This precipitation is being forced by increasing frontogenetical
forcing as upper level jet streak pivots into the region. Low-level
jet axis continues to push moisture into the region. Wetbulbing is
taking place across the east-central sections of Kentucky, mainly in
the corridor from just northeast of Louisville down the I-64
corridor into the Lexington metro region. KY mesonet readings show
temps already in the lower-mid 30s from Shelbyville eastward towards
Winchester. Already have received some rain/snow reports out toward
Lexington. Current thinking is that a switch to mainly snow is not
all that far off.
Latest HRRR runs have continued to back off the snow amounts in the
southern edge of the advisory area. In fact, watching the last 4-5
hours of HRRR runs show the accumulating snow band slowly shifting
northward with each run. However, much of the accumulations are
still solidly in the advisory area. Much of this forecast snowfall
will occur later this evening and overnight as upper jet core pivots
more into an east-west direction leaving much of central KY in the
right entrance region of the jet. Low-level SW flow from the
nocturnal jet will continue to feed into the region and will allow a
stronger thermal gradient to develop, not only at the surface but
also aloft. Resultant frontogenetical forcing will lead to the
development of a narrow band of enhanced precipitation. With
wetbulbing and some draw down of colder air aloft, along with some
dynamical cooling, a narrow band of heavy wet snow still looks good
for portions of central KY.
Current thinking is that this band will probably fall right along
the I-64 corridor. The consecutive HRRR runs would favor the
northern side of the I-64 corridor, but some dynamical cooling may
offset that resulting more snow south of the corridor. Really think
that area from Shelbyville to Frankfort and into the Lexington Metro
may get in on the heaviest snow accumulations in this event. There
is less certainty further west into the Louisville metro and areas
north and west of Louisville. Will have to watch upstream obs and
reports later tonight in those areas.
For now, the current advisory will not be changed. However, it is
possible that the southern tier of counties could be trimmed off if
the low-level thermal gradient stays warmer than currently forecast.

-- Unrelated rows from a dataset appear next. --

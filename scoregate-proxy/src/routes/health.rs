//! Health check and metrics endpoints.

use axum::{
    extract::State,
    http::{header, StatusCode},
    response::IntoResponse,
    Json,
};
use serde_json::json;
use std::sync::atomic::Ordering;
use std::sync::Arc;

use crate::state::AppState;

/// Health check endpoint
///
/// GET /health
pub async fn health(State(state): State<Arc<AppState>>) -> impl IntoResponse {
    let breaker = state.upstream.breaker_state().map(|s| s.as_str());

    Json(json!({
        "status": "healthy",
        "version": env!("CARGO_PKG_VERSION"),
        "queue": {
            "occupancy": state.queue.occupancy(),
            "capacity": state.queue.capacity()
        },
        "scheduler": {
            "interval_ms": state.cadence.current().as_millis() as u64,
            "penalty": state.cadence.in_penalty(),
            "running": state.dispatcher_running.load(Ordering::Acquire)
        },
        "breaker": breaker
    }))
}

/// Metrics endpoint with queue, cache, scheduler and breaker statistics
///
/// GET /metrics
pub async fn metrics(State(state): State<Arc<AppState>>) -> impl IntoResponse {
    let queue = state.queue_metrics.snapshot();
    let cache = state.cache.stats();
    let config = &state.config;
    let depth = state.queue.len().await;
    let entries = state.cache.len().await;

    Json(json!({
        "queue": {
            "config": {
                "capacity": config.queue.capacity,
                "admission_wait_ms": config.queue.admission_wait.as_millis() as u64,
                "request_ttl_ms": config.queue.request_ttl.as_millis() as u64
            },
            "current": {
                "occupancy": state.queue.occupancy(),
                "depth": depth
            },
            "totals": queue
        },
        "cache": {
            "config": {
                "max_entries": config.cache.max_entries,
                "ttl_ms": config.cache.ttl.as_millis() as u64
            },
            "entries": entries,
            "stats": cache
        },
        "scheduler": {
            "base_interval_ms": config.scheduler.base_interval.as_millis() as u64,
            "penalty_interval_ms": config.scheduler.penalty_interval().as_millis() as u64,
            "current_interval_ms": state.cadence.current().as_millis() as u64,
            "penalty_threshold_ms": state.cadence.threshold().as_millis() as u64
        },
        "upstream": {
            "url": format!("{}{}", config.upstream.base_url, config.upstream.score_path),
            "timeout_ms": config.upstream.timeout.as_millis() as u64,
            "breaker": state.upstream.breaker_state()
        }
    }))
}

/// Prometheus exposition
///
/// GET /metrics/prometheus
pub async fn metrics_prometheus() -> impl IntoResponse {
    (
        [(header::CONTENT_TYPE, "text/plain; version=0.0.4")],
        crate::metrics::encode_metrics(),
    )
}

/// Ready check (for Kubernetes)
///
/// GET /ready
pub async fn ready(State(state): State<Arc<AppState>>) -> impl IntoResponse {
    if state.dispatcher_running.load(Ordering::Acquire) && !state.queue.is_closed() {
        StatusCode::OK
    } else {
        StatusCode::SERVICE_UNAVAILABLE
    }
}

/// Live check (for Kubernetes)
///
/// GET /live
pub async fn live() -> impl IntoResponse {
    StatusCode::OK
}
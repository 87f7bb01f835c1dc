//! Application state for the scoregate proxy.

use std::sync::atomic::AtomicBool;
use std::sync::Arc;

use crate::cache::{CacheConfig, ResponseCache};
use crate::error::ProxyError;
use crate::queue::{AdmissionQueue, QueueConfig, QueueMetrics};
use crate::scheduler::{Cadence, Dispatcher, SchedulerConfig};
use crate::upstream::{ScoreClient, ScoreGateway, UpstreamConfig};

/// Application state shared across all handlers
pub struct AppState {
    /// Configuration
    pub config: ProxyConfig,

    /// Requests waiting for dispatch
    pub queue: Arc<AdmissionQueue>,

    /// Answers keyed by normalized query
    pub cache: Arc<ResponseCache>,

    /// Upstream gateway used by the dispatch loop
    pub upstream: Arc<dyn ScoreGateway>,

    /// Current dispatch interval
    pub cadence: Arc<Cadence>,

    /// Counters shared by the queue and the dispatch loop
    pub queue_metrics: Arc<QueueMetrics>,

    /// Set while the dispatch loop is running
    pub dispatcher_running: Arc<AtomicBool>,
}

impl AppState {
    /// Create new application state with the HTTP upstream client
    pub fn new(config: ProxyConfig) -> Result<Self, ProxyError> {
        let client = ScoreClient::new(config.upstream.clone())?;
        Ok(Self::with_gateway(config, Arc::new(client)))
    }

    /// Create application state around any gateway implementation
    pub fn with_gateway(config: ProxyConfig, upstream: Arc<dyn ScoreGateway>) -> Self {
        let queue_metrics = Arc::new(QueueMetrics::new());
        let queue = Arc::new(AdmissionQueue::new(
            config.queue.capacity,
            queue_metrics.clone(),
        ));
        let cache = Arc::new(ResponseCache::new(config.cache.clone()));
        let cadence = Arc::new(Cadence::from_config(&config.scheduler));

        Self {
            config,
            queue,
            cache,
            upstream,
            cadence,
            queue_metrics,
            dispatcher_running: Arc::new(AtomicBool::new(false)),
        }
    }

    /// Build the dispatch loop wired to this state
    pub fn dispatcher(&self) -> Dispatcher {
        Dispatcher::new(
            self.queue.clone(),
            self.upstream.clone(),
            self.cache.clone(),
            self.cadence.clone(),
            self.config.scheduler.clone(),
        )
        .with_running_flag(self.dispatcher_running.clone())
    }
}

/// Proxy configuration
#[derive(Debug, Clone)]
pub struct ProxyConfig {
    /// Port to listen on
    pub port: u16,

    pub queue: QueueConfig,

    pub scheduler: SchedulerConfig,

    pub cache: CacheConfig,

    pub upstream: UpstreamConfig,
}

impl Default for ProxyConfig {
    fn default() -> Self {
        Self {
            port: 8080,
            queue: QueueConfig::default(),
            scheduler: SchedulerConfig::default(),
            cache: CacheConfig::default(),
            upstream: UpstreamConfig::default(),
        }
    }
}

impl ProxyConfig {
    /// Create config from environment variables
    pub fn from_env() -> Self {
        Self {
            port: std::env::var("SCOREGATE_PORT")
                .ok()
                .and_then(|s| s.parse().ok())
                .unwrap_or(8080),
            queue: QueueConfig::from_env(),
            scheduler: SchedulerConfig::from_env(),
            cache: CacheConfig::from_env(),
            upstream: UpstreamConfig::from_env(),
        }
    }
}

#[cfg(test)]
mod tests {
    use super::*;
    use std::time::Duration;

    #[test]
    fn test_default_config() {
        let config = ProxyConfig::default();
        assert_eq!(config.port, 8080);
        assert_eq!(config.queue.capacity, 100);
        assert_eq!(config.queue.admission_wait, Duration::from_millis(50));
        assert_eq!(config.queue.request_ttl, Duration::from_secs(10));
        assert_eq!(config.upstream.base_url, "https://score.hsborges.dev");
        assert_eq!(config.upstream.score_path, "/score");
    }

    #[tokio::test]
    async fn test_state_wiring() {
        let mut config = ProxyConfig::default();
        config.queue.capacity = 3;
        let state = AppState::new(config).unwrap();

        assert_eq!(state.queue.capacity(), 3);
        assert!(state.cache.is_empty().await);
        assert_eq!(state.cadence.current(), Duration::from_secs(1));
        assert!(state.upstream.breaker_state().is_some());
        assert!(Arc::ptr_eq(state.queue.metrics(), &state.queue_metrics));

        let dispatcher = state.dispatcher();
        assert!(Arc::ptr_eq(dispatcher.running(), &state.dispatcher_running));
    }
}
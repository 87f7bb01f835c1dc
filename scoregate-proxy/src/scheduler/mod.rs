//! Rate-limited dispatch of queued score requests.
//!
//! A single [`Dispatcher`] task drains the admission queue one request at a
//! time. After each upstream call it sleeps for the interval chosen by the
//! [`Cadence`], which switches between a base interval and a penalty
//! interval depending on how long the last call took.
//!
//! ```text
//!   take() ──► expired? ──yes──► drop (counted) ─────────────┐
//!                 │no                                        │
//!                 ▼                                          │
//!           gateway.call() ──► cache + resolve handle        │
//!                 │                                          │
//!                 ▼                                          ▼
//!        cadence.observe(latency) ───────────────► sleep(cadence.current())
//! ```
//!
//! Exactly one call is in flight at any time; that single-flight pacing is
//! what keeps the upstream within its rate limit.

mod cadence;
mod config;
mod dispatcher;

pub use cadence::Cadence;
pub use config::SchedulerConfig;
pub use dispatcher::{CycleOutcome, Dispatcher};
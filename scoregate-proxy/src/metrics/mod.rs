//! Metrics module for the scoregate proxy
//!
//! Provides Prometheus metrics for monitoring and observability.

pub mod prometheus;

// Re-export commonly used items
pub use self::prometheus::{
    encode_metrics, record_cache_hit, record_cache_miss, record_drop, record_enqueued,
    record_queue_wait, record_upstream, register_metrics, set_breaker_state, set_cache_size,
    set_queue_size, set_scheduler_interval,
};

Have made some slight tweaks to the snowfall forecast and the new
forecast will feature a general 1-4 inch snowband from eastern
Louisville east through Lexington. The heaviest axis of snow right
now may be from Mercer/Anderson/Franklin counties eastward through
Fayette/Jessamine/Clark and into northern Madison. This band could
be narrow enough that significant differences in accumulations could
be seen over less than one mile in differences. It will really come
down to meso-beta scale temperature gradients and precipitation
rates which are very difficult to forecast even a few hours into the
.Short Term...(This evening through Sunday Night)
Issued at 300 PM EST Thu Mar 8 2018
...Slushy Snow Accumulations Expected Tonight...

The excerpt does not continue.